Our commitment to our people and to putting our people first has manifested itself in the government using the services of our local contractors, truckers and heavy equipment owners on every single project undertaken on our island. Even where as in the Island Main Road, a non-local contractor is utilized, the government has insisted that local equipment and labour be employed.
This simple policy has had profound implications for the growth of the business sector, and many young entrepreneurs have now emerged in Nevis as a direct result of putting our people first. We have invested in our students studying abroad, granting some measure of assistance to help them realize their dreams of achieving tertiary education.
We have incentivized small business development through our Small Business Development Unit. To this end I am happy to report that the government of the Republic of China (Taiwan) has approved funding for our micro loan programme of $5 million, where we will offer loans of up to $100,000 to women of all ages and men under 35, to boost small and micro business ownership among women and our youth.
We have continually invested in technology and e-services to make government more responsive and user friendly. I am pleased that our citizens can now pay taxes online, water and electricity online and even renew their driver’s licenses online.

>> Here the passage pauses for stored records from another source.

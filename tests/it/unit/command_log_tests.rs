//! Unit tests for the recording layout collaborator.

use keyboard_handoff::{
    AnimationOptions, AnimationPurpose, AnimationRequest, AnimationTicket, Command, CommandLog,
    LayoutApply,
};

fn request(id: u64, purpose: AnimationPurpose) -> AnimationRequest {
    AnimationRequest {
        ticket: AnimationTicket { id, purpose },
        duration: 0.25,
        options: AnimationOptions::default(),
    }
}

#[test]
fn test_records_in_order() {
    let mut log = CommandLog::new();
    log.set_offset(-120.0);
    log.animate(request(0, AnimationPurpose::PreArm));
    log.attach_drag_source();
    log.detach_drag_source();

    assert_eq!(
        log.commands(),
        &[
            Command::SetOffset { offset: -120.0 },
            Command::Animate(request(0, AnimationPurpose::PreArm)),
            Command::AttachDragSource,
            Command::DetachDragSource,
        ]
    );
}

#[test]
fn test_pending_is_fifo_and_survives_take() {
    let mut log = CommandLog::new();
    log.animate(request(0, AnimationPurpose::PreArm));
    log.animate(request(1, AnimationPurpose::CatchUp));

    assert_eq!(log.take().len(), 2);
    assert!(log.commands().is_empty());
    assert_eq!(log.pending_animations().len(), 2);

    assert_eq!(log.pop_pending().map(|t| t.id), Some(0));
    assert_eq!(log.pop_pending().map(|t| t.id), Some(1));
    assert_eq!(log.pop_pending(), None);
}

#[test]
fn test_last_animation() {
    let mut log = CommandLog::new();
    assert!(log.last_animation().is_none());

    log.animate(request(3, AnimationPurpose::Hide));
    log.set_offset(0.0);
    assert_eq!(log.last_animation().map(|r| r.ticket.id), Some(3));
}

#[test]
fn test_command_json_shape() {
    let json = serde_json::to_string(&Command::SetOffset { offset: -42.5 }).unwrap();
    assert_eq!(json, r#"{"command":"set_offset","offset":-42.5}"#);

    let json = serde_json::to_string(&Command::AttachDragSource).unwrap();
    assert_eq!(json, r#"{"command":"attach_drag_source"}"#);
}
impl TransitiveResolver {
    pub fn new(
        ecosystem: Ecosystem,
        registry: Arc<dyn PackageRegistry>,
        versions: Arc<VersionResolver>,
        breaker: Arc<CircuitBreaker>,
        config: ResolverConfig,
    ) -> Self {
        Self {
            ecosystem,
            registry,
            versions,
            breaker,
            config,
        }
    }

    /// Resolve a manifest's declared ranges and their transitive closure.
    pub async fn resolve(
        &self,
        direct: &HashMap<String, String>,
        dev: &HashMap<String, String>,
        peer: &HashMap<String, String>,
        include_dev: bool,
        use_registry: bool,
    ) -> ResolutionOutcome {
        let deadline = Instant::now() + self.config.overall_timeout();
        let mut outcome = ResolutionOutcome::default();
        let mut index: HashMap<String, usize> = HashMap::new();

        let mut level: Vec<WorkItem> = Vec::new();
        for (name, range) in direct {
            level.push(WorkItem {
                name: name.clone(),
                range: range.clone(),
                parent_path: Vec::new(),
                is_dev: false,
            });
        }
        for (name, range) in peer {
            level.push(WorkItem {
                name: name.clone(),
                range: range.clone(),
                parent_path: Vec::new(),
                is_dev: false,
            });
        }
        if include_dev {
            for (name, range) in dev {
                level.push(WorkItem {
                    name: name.clone(),
                    range: range.clone(),
                    parent_path: Vec::new(),
                    is_dev: true,
                });
            }
        }

        let mut depth = 1usize;
        while !level.is_empty() {
            debug!(
                ecosystem = %self.ecosystem,
                depth,
                pending = level.len(),
                "resolving dependency level"
            );
            let mut next_level: Vec<WorkItem> = Vec::new();

            for batch in level.chunks(self.config.max_concurrent.max(1)) {
                if Instant::now() >= deadline {
                    warn!(
                        ecosystem = %self.ecosystem,
                        resolved = outcome.dependencies.len(),
                        "resolution deadline exceeded, returning partial results"
                    );
                    outcome.errors.push(format!(
                        "resolution deadline of {}s exceeded at depth {depth}; results are partial",
                        self.config.overall_timeout_secs
                    ));
                    outcome.stats.total_packages = outcome.dependencies.len();
                    return outcome;
                }

                let descend = use_registry && depth < self.config.max_depth;
                let results = join_all(
                    batch
                        .iter()
                        .map(|item| self.process_item(item, use_registry, descend)),
                )
                .await;

                for (item, resolved, children) in results {
                    self.merge(
                        item,
                        resolved,
                        children,
                        &mut outcome,
                        &mut index,
                        &mut next_level,
                        use_registry,
                    );
                }

                if self.config.batch_delay_ms > 0 {
                    tokio::time::sleep(self.config.batch_delay()).await;
                }
            }

            level = next_level;
            depth += 1;
        }

        outcome.stats.total_packages = outcome.dependencies.len();
        outcome
    }

    async fn process_item(
        &self,
        item: &WorkItem,
        use_registry: bool,
        descend: bool,
    ) -> (WorkItem, super::ResolvedVersion, Option<HashMap<String, String>>) {
        let resolved = self
            .versions
            .resolve(&item.name, &item.range, use_registry)
            .await;

        let mut children = None;
        if descend && !is_denied(item.name.as_str()) && self.breaker.allow_request().await {
            match self
                .registry
                .dependencies_of(&item.name, &resolved.resolved_version)
                .await
            {
                Ok(manifest) => {
                    self.breaker.record_success().await;
                    // Only runtime dependencies of transitives are followed
                    children = Some(manifest.dependencies);
                }
                Err(e) => {
                    warn!(
                        package = %item.name,
                        version = %resolved.resolved_version,
                        error = %e,
                        "dependency metadata fetch failed, subtree not expanded"
                    );
                    self.breaker.record_failure().await;
                }
            }
        }

        let item = WorkItem {
            name: item.name.clone(),
            range: item.range.clone(),
            parent_path: item.parent_path.clone(),
            is_dev: item.is_dev,
        };
        (item, resolved, children)
    }

    #[allow(clippy::too_many_arguments)]
    fn merge(
        &self,
        item: WorkItem,
        resolved: super::ResolvedVersion,
        children: Option<HashMap<String, String>>,
        outcome: &mut ResolutionOutcome,
        index: &mut HashMap<String, usize>,
        next_level: &mut Vec<WorkItem>,
        use_registry: bool,
    ) {
        if would_cycle(&item.parent_path, &item.name) {
            debug!(package = %item.name, "cycle detected, not recursing");
            outcome.stats.circular_dependencies += 1;
            return;
        }

        match resolved.source {
            VersionSource::Cache => outcome.stats.cache_hits += 1,
            VersionSource::Registry => outcome.stats.registry_lookups += 1,
            VersionSource::Fallback => {
                if use_registry {
                    outcome.stats.failed_resolutions += 1;
                }
            }
        }

        let path = create_path(&item.parent_path, &item.name);

        if let Some(&existing) = index.get(&item.name) {
            // Already resolved elsewhere in this run; keep the higher version
            let current = &outcome.dependencies[existing];
            if current.version != resolved.resolved_version {
                outcome.stats.version_conflicts += 1;
                let keep_new = match (
                    parse_loose(&current.version),
                    parse_loose(&resolved.resolved_version),
                ) {
                    (Some(old), Some(new)) => new > old,
                    (None, Some(_)) => true,
                    _ => false,
                };
                if keep_new {
                    outcome.dependencies[existing].version = resolved.resolved_version;
                }
            }
            return;
        }

        let dependency = Dependency::at_path(
            &item.name,
            &resolved.resolved_version,
            self.ecosystem,
            path.clone(),
        )
        .dev(item.is_dev);
        index.insert(item.name.clone(), outcome.dependencies.len());
        outcome.dependencies.push(dependency);

        if let Some(children) = children {
            for (child_name, child_range) in children {
                next_level.push(WorkItem {
                    name: child_name,
                    range: child_range,
                    parent_path: path.clone(),
                    is_dev: item.is_dev,
                });
            }
        }
    }
}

It is hope that has propelled us as a nation to continue dialogue with Canada to bring relief to our people seeking to travel there. That hope bore spectacular fruits, when just a month ago Canadian officials travelled to our country to collect biometrics from residents here hoping to travel to Canada. The savings to our people who did not have to travel to distant lands to secure a visa have been significant.
It is hope that has seen us as a people achieve the unprecedented milestone of having the number one passport in all of the Eastern Caribbean, number three in the entire Caribbean and number 26 in the entire world. Only hope and the indomitable will of a people fortified with hope could achieve such successes.
Let us then for our independence remain ever hopeful. It is that hope that will fortify our spirits and strengthen our sinews in times of difficulty. It is that hope that will permit us to confront and overcome all challenges that may come our way. It is that hope that will give us, as a people, the necessary confidence to face tomorrow.
That hope, my friends that audacious bold and courageous hope, has been and will continue to be our foundation as an island and a nation.
As we celebrate then our independence, let us remain ever hopeful for our future and that of our children. We well know that yesterday is past and tomorrow is not promised but that hope that led our forefathers to dream big dreams, remains our hope today so that you and I, your children and mine can imagine and consecrate our future together.
My fellow citizens, residents and friends, allow me to wish you a happy Independence 36. May you and your families continue to prosper, and may our beloved nation remain ever hopeful and ever grateful to Jehovah God for blessing so abundantly.
Thank you, and may God bless and keep you and our beloved island and Nation.